Much has been made of the ‘TikTok effect’ among casual consumers, where the super-time-compressed format of the site means snippets of songs can accompany viral videos and wide-reaching trends. The upside is more exposure and all that attends, of course, but the oft-discussed downside is a newer audience developing different levels of patience for unfamiliar material, an impatience for the big chorus or what have you.
“I think it’s hard. I think that artists can really benefit from people wanting to come to their shows, and knowing them because of one song on social media. I haven’t had, like, a big TikTok song, but I hear that, y’know, they know not even the whole of that song, they’ll just know the chorus, and then I’ll probably walk out straight afterwards. And I think that can be really rough, but then again, it’s getting people coming to their shows and getting more people to know about them, so it is a hard one to navigate.

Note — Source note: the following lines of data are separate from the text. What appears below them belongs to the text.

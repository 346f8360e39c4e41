//! Tools for verifying derivatives of residual models.
//!
//! Analytical Jacobians written by hand are easy to get wrong. The
//! [`NumDiff`] approximates them by forward finite differences of
//! [`calc`](ResidualModel::calc) so that they can be compared.

use getset::{CopyGetters, Setters};
use log::trace;
use nalgebra::{convert, storage::StorageMut, DMatrix, Dynamic, RealField, Vector};
use num_traits::{One, Zero};
use thiserror::Error;

use crate::core::{ResidualData, ResidualError, ResidualModel, State};

/// Square root of double precision machine epsilon. This value is a standard
/// constant for epsilons in approximating first-order derivate-based concepts.
pub const EPSILON_SQRT: f64 = 0.000000014901161193847656;

/// Error when approximating the Jacobian matrices.
#[derive(Debug, Error)]
pub enum NumDiffError {
    /// Error that occurred when evaluating the residual.
    #[error("{0}")]
    Residual(#[from] ResidualError),
}

/// Options for [`NumDiff`].
#[derive(Debug, Clone, CopyGetters, Setters)]
#[getset(get_copy = "pub", set = "pub")]
pub struct NumDiffOptions<T: RealField + Copy> {
    /// Relative disturbance used for the finite differences. Default:
    /// `sqrt(EPSILON)`.
    disturbance: T,
}

impl<T: RealField + Copy> Default for NumDiffOptions<T> {
    fn default() -> Self {
        Self {
            disturbance: convert(EPSILON_SQRT),
        }
    }
}

/// Jacobians of a residual approximated by finite differences.
///
/// The state is treated as a vector space, that is, it is disturbed by plain
/// addition in each coordinate of `x`.
#[derive(Debug)]
pub struct NumDiff<T: RealField + Copy> {
    options: NumDiffOptions<T>,
    rx: DMatrix<T>,
    ru: DMatrix<T>,
}

impl<T: RealField + Copy> NumDiff<T> {
    /// Initializes the Jacobians with zeros and default options.
    pub fn zeros<M>(model: &M) -> Self
    where
        M: ResidualModel<Scalar = T>,
    {
        Self::with_options(model, NumDiffOptions::default())
    }

    /// Initializes the Jacobians with zeros and given options.
    pub fn with_options<M>(model: &M, options: NumDiffOptions<T>) -> Self
    where
        M: ResidualModel<Scalar = T>,
    {
        Self {
            options,
            rx: DMatrix::zeros(model.nr(), model.state().nx()),
            ru: DMatrix::zeros(model.nr(), model.nu()),
        }
    }

    /// Approximate the Jacobians of the residual in given point. See
    /// [`compute`](NumDiff::compute) for more details.
    pub fn new<M, Sx, Su>(
        model: &M,
        data: &mut ResidualData<T>,
        x: &mut Vector<T, Dynamic, Sx>,
        u: &mut Vector<T, Dynamic, Su>,
    ) -> Result<Self, NumDiffError>
    where
        M: ResidualModel<Scalar = T>,
        Sx: StorageMut<T, Dynamic>,
        Su: StorageMut<T, Dynamic>,
    {
        let mut num_diff = Self::zeros(model);
        num_diff.compute(model, data, x, u)?;
        Ok(num_diff)
    }

    /// Approximate the Jacobians of the residual in given point.
    ///
    /// The data are used as scratch space. After this method ends, they hold
    /// the residual in `(x, u)`. The parameters `x` and `u` are mutable to
    /// allow temporary mutations avoiding unnecessary allocations, but their
    /// content is exactly the same as before.
    pub fn compute<M, Sx, Su>(
        &mut self,
        model: &M,
        data: &mut ResidualData<T>,
        x: &mut Vector<T, Dynamic, Sx>,
        u: &mut Vector<T, Dynamic, Su>,
    ) -> Result<&mut Self, NumDiffError>
    where
        M: ResidualModel<Scalar = T>,
        Sx: StorageMut<T, Dynamic>,
        Su: StorageMut<T, Dynamic>,
    {
        if u.len() != model.nu() {
            return Err(ResidualError::InvalidControlDimension {
                expected: model.nu(),
            }
            .into());
        }

        if self.rx.ncols() != x.len() {
            self.rx = DMatrix::zeros(model.nr(), x.len());
        }

        let eps = self.options.disturbance;

        model.calc(data, &*x, &*u)?;
        let r0 = data.r.clone();

        for (j, mut col) in self.rx.column_iter_mut().enumerate() {
            let xj = x[j];
            x[j] = xj + step_size(eps, xj);
            // Rounding may change the step actually taken.
            let step = x[j] - xj;

            let result = model.calc(data, &*x, &*u);

            // Restore the original value before propagating the error.
            x[j] = xj;
            result?;

            col.copy_from(&data.r);
            col -= &r0;
            col /= step;
        }

        for (j, mut col) in self.ru.column_iter_mut().enumerate() {
            let uj = u[j];
            u[j] = uj + step_size(eps, uj);
            let step = u[j] - uj;

            let result = model.calc(data, &*x, &*u);

            u[j] = uj;
            result?;

            col.copy_from(&data.r);
            col -= &r0;
            col /= step;
        }

        data.r.copy_from(&r0);

        trace!("numdiff: |Rx| = {}, |Ru| = {}", self.rx.norm(), self.ru.norm());
        Ok(self)
    }

    /// Gets the options.
    pub fn options(&self) -> &NumDiffOptions<T> {
        &self.options
    }

    /// Jacobian with respect to the state.
    pub fn rx(&self) -> &DMatrix<T> {
        &self.rx
    }

    /// Jacobian with respect to the control.
    pub fn ru(&self) -> &DMatrix<T> {
        &self.ru
    }
}

// The step is scaled by the magnitude of the value to keep enough good digits
// in F(x + step) - F(x) for large values.
fn step_size<T: RealField + Copy>(eps: T, value: T) -> T {
    let step = eps * value.abs().max(One::one());

    if Zero::is_zero(&step) {
        eps
    } else {
        step
    }
}

#[cfg(test)]
mod tests {
    use super::*;
    use crate::core::{DataCollectorEmpty, ResidualBase, StateVector};
    use crate::residual::ResidualModelControl;

    use std::sync::Arc;

    use approx::assert_abs_diff_eq;
    use nalgebra::{dmatrix, dvector, storage::Storage};

    // r = [x0 * u0, u1^2 + x1]
    struct Bilinear {
        base: ResidualBase<StateVector>,
    }

    impl Bilinear {
        fn new() -> Self {
            Self {
                base: ResidualBase::new(Arc::new(StateVector::new(2)), 2, 2, true, false, true),
            }
        }
    }

    impl ResidualModel for Bilinear {
        type Scalar = f64;
        type State = StateVector;

        fn base(&self) -> &ResidualBase<StateVector> {
            &self.base
        }

        fn calc<Sx, Su>(
            &self,
            data: &mut ResidualData<f64>,
            x: &Vector<f64, Dynamic, Sx>,
            u: &Vector<f64, Dynamic, Su>,
        ) -> Result<(), ResidualError>
        where
            Sx: Storage<f64, Dynamic>,
            Su: Storage<f64, Dynamic>,
        {
            data.r[0] = x[0] * u[0];
            data.r[1] = u[1] * u[1] + x[1];
            Ok(())
        }

        fn calc_diff<Sx, Su>(
            &self,
            _data: &mut ResidualData<f64>,
            _x: &Vector<f64, Dynamic, Sx>,
            _u: &Vector<f64, Dynamic, Su>,
        ) -> Result<(), ResidualError>
        where
            Sx: Storage<f64, Dynamic>,
            Su: Storage<f64, Dynamic>,
        {
            Ok(())
        }
    }

    #[test]
    fn bilinear_jacobians() {
        let model = Bilinear::new();
        let mut data = model.create_data(DataCollectorEmpty::shared());
        let mut x = dvector![2.0, -1.0];
        let mut u = dvector![3.0, 0.5];

        let num_diff = NumDiff::new(&model, &mut data, &mut x, &mut u).unwrap();

        assert_abs_diff_eq!(num_diff.rx(), &dmatrix![3.0, 0.0; 0.0, 1.0], epsilon = 10e-6);
        assert_abs_diff_eq!(num_diff.ru(), &dmatrix![2.0, 0.0; 0.0, 1.0], epsilon = 10e-6);

        // Inputs are restored and data hold the residual in the point.
        assert_eq!(x, dvector![2.0, -1.0]);
        assert_eq!(u, dvector![3.0, 0.5]);
        assert_abs_diff_eq!(data.r, dvector![6.0, -0.75]);
    }

    #[test]
    fn control_residual_jacobians() {
        let model =
            ResidualModelControl::new(Arc::new(StateVector::new(6)), dvector![1.0, -2.0, 0.5])
                .unwrap();
        let mut data = model.create_data(DataCollectorEmpty::shared());
        let mut x = dvector![0.1, 0.2, 0.3, 0.4, 0.5, 0.6];
        let mut u = dvector![100.0, 0.0, -3.0];

        let num_diff = NumDiff::new(&model, &mut data, &mut x, &mut u).unwrap();

        assert_abs_diff_eq!(num_diff.ru(), &DMatrix::identity(3, 3), epsilon = 10e-6);
        assert_abs_diff_eq!(num_diff.rx(), &DMatrix::zeros(3, 6), epsilon = 10e-6);
    }

    #[test]
    fn residual_error_is_propagated() {
        let model =
            ResidualModelControl::new(Arc::new(StateVector::new(4)), dvector![1.0, 2.0]).unwrap();
        let mut data = model.create_data(DataCollectorEmpty::shared());
        let mut x = dvector![0.0, 0.0, 0.0, 0.0];
        let mut u = dvector![1.0, 2.0, 3.0];

        let err = NumDiff::new(&model, &mut data, &mut x, &mut u).unwrap_err();

        assert!(matches!(
            err,
            NumDiffError::Residual(ResidualError::InvalidControlDimension { expected: 2 })
        ));
    }

    #[test]
    fn large_values_use_realized_step() {
        let model =
            ResidualModelControl::<f64, _>::with_dim(Arc::new(StateVector::new(4)), 2).unwrap();
        let mut data = model.create_data(DataCollectorEmpty::shared());
        let mut x = dvector![0.0, 0.0, 0.0, 0.0];
        let mut u = dvector![1.0e8 + 0.3, -7.5e7];

        let num_diff = NumDiff::new(&model, &mut data, &mut x, &mut u).unwrap();

        // With zero reference the residual differences are exactly the steps taken.
        assert_eq!(num_diff.ru(), &DMatrix::identity(2, 2));
        assert_eq!(u, dvector![1.0e8 + 0.3, -7.5e7]);
    }

    #[test]
    fn custom_disturbance() {
        let model = Bilinear::new();
        let mut options = NumDiffOptions::<f64>::default();
        options.set_disturbance(1e-4);

        let mut num_diff = NumDiff::with_options(&model, options);
        assert_eq!(num_diff.options().disturbance(), 1e-4);

        let mut data = model.create_data(DataCollectorEmpty::shared());
        let mut x = dvector![1.0, 1.0];
        let mut u = dvector![1.0, 1.0];
        num_diff.compute(&model, &mut data, &mut x, &mut u).unwrap();

        // Forward difference of u1^2 has an error of the size of the step.
        assert_abs_diff_eq!(num_diff.ru()[(1, 1)], 2.0, epsilon = 2e-4);
    }
}
//! Abstractions for defining residual models.
//!
//! # Defining a residual
//!
//! A residual is any type that implements the [`ResidualModel`] trait. The
//! metadata common to all residuals (the state, dimensions and which parts of
//! the input the residual depends on) are stored in [`ResidualBase`] that is
//! returned by [`base`](ResidualModel::base). The only required evaluation
//! methods are [`calc`](ResidualModel::calc) and
//! [`calc_diff`](ResidualModel::calc_diff).
//!
//! ```rust
//! use std::sync::Arc;
//!
//! use residuum::nalgebra as na;
//! use residuum::prelude::*;
//! use na::{storage::Storage, Dynamic, Vector};
//!
//! // Residual that measures the first control input.
//! struct FirstControl {
//!     base: ResidualBase<StateVector>,
//! }
//!
//! impl ResidualModel for FirstControl {
//!     // The numeric type. Usually f64 or f32.
//!     type Scalar = f64;
//!     type State = StateVector;
//!
//!     fn base(&self) -> &ResidualBase<StateVector> {
//!         &self.base
//!     }
//!
//!     fn calc<Sx, Su>(
//!         &self,
//!         data: &mut ResidualData<f64>,
//!         _x: &Vector<f64, Dynamic, Sx>,
//!         u: &Vector<f64, Dynamic, Su>,
//!     ) -> Result<(), ResidualError>
//!     where
//!         Sx: Storage<f64, Dynamic>,
//!         Su: Storage<f64, Dynamic>,
//!     {
//!         data.r[0] = u[0];
//!         Ok(())
//!     }
//!
//!     fn calc_diff<Sx, Su>(
//!         &self,
//!         data: &mut ResidualData<f64>,
//!         _x: &Vector<f64, Dynamic, Sx>,
//!         _u: &Vector<f64, Dynamic, Su>,
//!     ) -> Result<(), ResidualError>
//!     where
//!         Sx: Storage<f64, Dynamic>,
//!         Su: Storage<f64, Dynamic>,
//!     {
//!         data.ru[(0, 0)] = 1.0;
//!         Ok(())
//!     }
//! }
//!
//! let state = Arc::new(StateVector::new(4));
//! let residual = FirstControl {
//!     base: ResidualBase::new(state, 1, 2, false, false, true),
//! };
//!
//! let mut data = residual.create_data(DataCollectorEmpty::shared());
//! let x = na::dvector![0.0, 0.0, 0.0, 0.0];
//! let u = na::dvector![3.0, -1.0];
//! residual.calc(&mut data, &x, &u).unwrap();
//!
//! assert_eq!(data.r[0], 3.0);
//! ```

use std::sync::Arc;

use getset::{CopyGetters, Getters};
use nalgebra::{storage::Storage, Dynamic, RealField, Vector};

use super::{
    base::ResidualError,
    data::{DataCollector, ResidualData},
    state::State,
};

/// Metadata shared by all residual models.
#[derive(Debug, Getters, CopyGetters)]
pub struct ResidualBase<S> {
    /// State of the system the residual is defined for.
    #[getset(get = "pub")]
    state: Arc<S>,
    /// Dimension of the residual vector.
    #[getset(get_copy = "pub")]
    nr: usize,
    /// Dimension of the control vector.
    #[getset(get_copy = "pub")]
    nu: usize,
    /// Whether the residual depends on the configuration part of the state.
    #[getset(get_copy = "pub")]
    q_dependent: bool,
    /// Whether the residual depends on the velocity part of the state.
    #[getset(get_copy = "pub")]
    v_dependent: bool,
    /// Whether the residual depends on the control.
    #[getset(get_copy = "pub")]
    u_dependent: bool,
}

impl<S> ResidualBase<S> {
    /// Initializes the metadata.
    pub fn new(
        state: Arc<S>,
        nr: usize,
        nu: usize,
        q_dependent: bool,
        v_dependent: bool,
        u_dependent: bool,
    ) -> Self {
        Self {
            state,
            nr,
            nu,
            q_dependent,
            v_dependent,
            u_dependent,
        }
    }
}

impl<S> Clone for ResidualBase<S> {
    fn clone(&self) -> Self {
        Self {
            state: Arc::clone(&self.state),
            nr: self.nr,
            nu: self.nu,
            q_dependent: self.q_dependent,
            v_dependent: self.v_dependent,
            u_dependent: self.u_dependent,
        }
    }
}

/// The trait for residual models.
///
/// A model is immutable during evaluation. All the results are written into a
/// [`ResidualData`] created by [`create_data`](ResidualModel::create_data),
/// one per evaluation context (e.g., a node of a trajectory).
pub trait ResidualModel {
    /// Type of the scalar, usually f32 or f64.
    type Scalar: RealField + Copy;

    /// Type of the state.
    type State: State;

    /// Get the metadata of the residual.
    fn base(&self) -> &ResidualBase<Self::State>;

    /// Get the state of the system.
    fn state(&self) -> &Arc<Self::State> {
        self.base().state()
    }

    /// Dimension of the residual vector.
    fn nr(&self) -> usize {
        self.base().nr()
    }

    /// Dimension of the control vector.
    fn nu(&self) -> usize {
        self.base().nu()
    }

    /// Whether the residual depends on the configuration.
    fn q_dependent(&self) -> bool {
        self.base().q_dependent()
    }

    /// Whether the residual depends on the velocity.
    fn v_dependent(&self) -> bool {
        self.base().v_dependent()
    }

    /// Whether the residual depends on the control.
    fn u_dependent(&self) -> bool {
        self.base().u_dependent()
    }

    /// Compute the residual vector for given state and control.
    fn calc<Sx, Su>(
        &self,
        data: &mut ResidualData<Self::Scalar>,
        x: &Vector<Self::Scalar, Dynamic, Sx>,
        u: &Vector<Self::Scalar, Dynamic, Su>,
    ) -> Result<(), ResidualError>
    where
        Sx: Storage<Self::Scalar, Dynamic>,
        Su: Storage<Self::Scalar, Dynamic>;

    /// Compute the residual vector for nodes without control, such as the
    /// terminal node. If not overridden, the data are left untouched.
    fn calc_terminal<Sx>(
        &self,
        _data: &mut ResidualData<Self::Scalar>,
        _x: &Vector<Self::Scalar, Dynamic, Sx>,
    ) -> Result<(), ResidualError>
    where
        Sx: Storage<Self::Scalar, Dynamic>,
    {
        Ok(())
    }

    /// Compute the Jacobians of the residual for given state and control.
    ///
    /// The implementations _can_ assume that [`calc`](ResidualModel::calc)
    /// was called with the same arguments before.
    fn calc_diff<Sx, Su>(
        &self,
        data: &mut ResidualData<Self::Scalar>,
        x: &Vector<Self::Scalar, Dynamic, Sx>,
        u: &Vector<Self::Scalar, Dynamic, Su>,
    ) -> Result<(), ResidualError>
    where
        Sx: Storage<Self::Scalar, Dynamic>,
        Su: Storage<Self::Scalar, Dynamic>;

    /// Compute the Jacobians of the residual for nodes without control. If
    /// not overridden, the data are left untouched.
    fn calc_diff_terminal<Sx>(
        &self,
        _data: &mut ResidualData<Self::Scalar>,
        _x: &Vector<Self::Scalar, Dynamic, Sx>,
    ) -> Result<(), ResidualError>
    where
        Sx: Storage<Self::Scalar, Dynamic>,
    {
        Ok(())
    }

    /// Create the data for one evaluation context. If not overridden, all
    /// buffers are zero.
    fn create_data(&self, collector: Arc<dyn DataCollector>) -> ResidualData<Self::Scalar> {
        ResidualData::new(self, collector)
    }
}
use swipedeck_core::engine::{SwipeStatus, UndoState};
use swipedeck_core::util::format_timestamp;
use swipedeck_core::TargetKind;

use crate::commands::common::{open_actor_service, Invocation};
use crate::error::CliError;

pub async fn run_status(
    invocation: &Invocation,
    target_kind: TargetKind,
    as_json: bool,
) -> Result<(), CliError> {
    let service = open_actor_service(invocation).await?;
    let status = service.status(target_kind).await?;
    let undo = service.undo_state().await?;

    if as_json {
        println!("{}", serde_json::to_string_pretty(&status)?);
        return Ok(());
    }

    for line in format_status_lines(
        target_kind,
        service.config().exclusion_window_hours,
        &status,
        &undo,
    ) {
        println!("{line}");
    }
    Ok(())
}

pub fn format_status_lines(
    target_kind: TargetKind,
    window_hours: u32,
    status: &SwipeStatus,
    undo: &UndoState,
) -> Vec<String> {
    let undo_line = match undo {
        UndoState::Idle => "Undo: nothing to undo".to_string(),
        UndoState::Armed(token) => format!(
            "Undo: pass on {} at {}",
            token.target_id,
            format_timestamp(token.occurred_at)
        ),
    };
    vec![
        format!("Kind: {target_kind} (window {window_hours}h)"),
        format!("Recent likes: {}", status.recent_likes),
        format!("Recent passes: {}", status.recent_passes),
        format!("Recent views: {}", status.recent_views),
        format!("Expired: {}", status.expired),
        undo_line,
    ]
}
use swipedeck_core::util::normalize_text_option;
use swipedeck_core::ActorId;

use crate::cli::{ConfigCommands, UndoScopeArg};
use crate::config_profiles::{normalize_profile_name, CliProfile, CliProfilesConfig};
use crate::error::CliError;

pub fn run_config(command: ConfigCommands, global_profile: Option<&str>) -> Result<(), CliError> {
    match command {
        ConfigCommands::Init {
            profile,
            actor,
            window_hours,
            undo_scope,
            no_activate,
        } => {
            let mut config = CliProfilesConfig::load().map_err(CliError::Config)?;
            let profile_name = apply_config_init(
                &mut config,
                profile.as_deref().or(global_profile),
                actor,
                window_hours,
                undo_scope,
                no_activate,
            )?;
            let path = config.save().map_err(CliError::Config)?;
            println!("Saved profile '{profile_name}' to {}", path.display());
            Ok(())
        }
    }
}

/// Merge `config init` options into `config`, returning the profile name.
pub fn apply_config_init(
    config: &mut CliProfilesConfig,
    profile_name: Option<&str>,
    actor: Option<String>,
    window_hours: Option<u32>,
    undo_scope: Option<UndoScopeArg>,
    no_activate: bool,
) -> Result<String, CliError> {
    let profile_name = config.resolve_profile_name(profile_name);
    let existing = config.profile(&profile_name).cloned().unwrap_or_default();

    let actor_id = match normalize_text_option(actor) {
        Some(raw) => Some(ActorId::new(raw)?.as_str().to_string()),
        None => existing.actor_id,
    };
    let updated = CliProfile {
        actor_id,
        exclusion_window_hours: window_hours.or(existing.exclusion_window_hours),
        undo_invalidation: undo_scope.map(Into::into).or(existing.undo_invalidation),
    };
    updated.engine_config().validate()?;

    *config.profile_mut_or_default(&profile_name) = updated;
    if !no_activate || normalize_profile_name(config.active_profile.as_deref()).is_none() {
        config.active_profile = Some(profile_name.clone());
    }
    Ok(profile_name)
}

“It’s a great way of getting people to know about your shows. I definitely built up the majority of my audience from social media during covid, and it was an interesting one to see coming out of covid, how many people actually translated into audiences that show, audiences that buy merch, y’know, all that kind of thing. It was lovely that my first headline show, I felt like it had translated, but yeah, keeping that up and keeping people engaged 24/7 is definitely a different kind of full time job than just writing music and playing music.”
That engaged audience won’t have long to look for Maya Delilah on Friday night as she takes to Live at St Luke’s in an evening performance, joining an eclectic weekend line-up of performers that treads the boards at the Northside’s church of noise.
“I’m really excited. I’m not on tour at the moment, I just have, like, little gigs here and there, but I’ve never been to Cork.
I’ve only been to Ireland once, so I’m very excited to come back, and the lineup for the whole festival is insane.
"I’m looking forward to coming along with my family, because it’s all our favourite artists, so, yeah, very, very much looking forward to it - and I enjoy playing in the winter and stuff, it’s nicer.”
Maya Delilah plays Live at St Luke’s on Friday, October 25, with support from Qbanaa. Doors 7.30pm, tickets available from eventbrite.ie.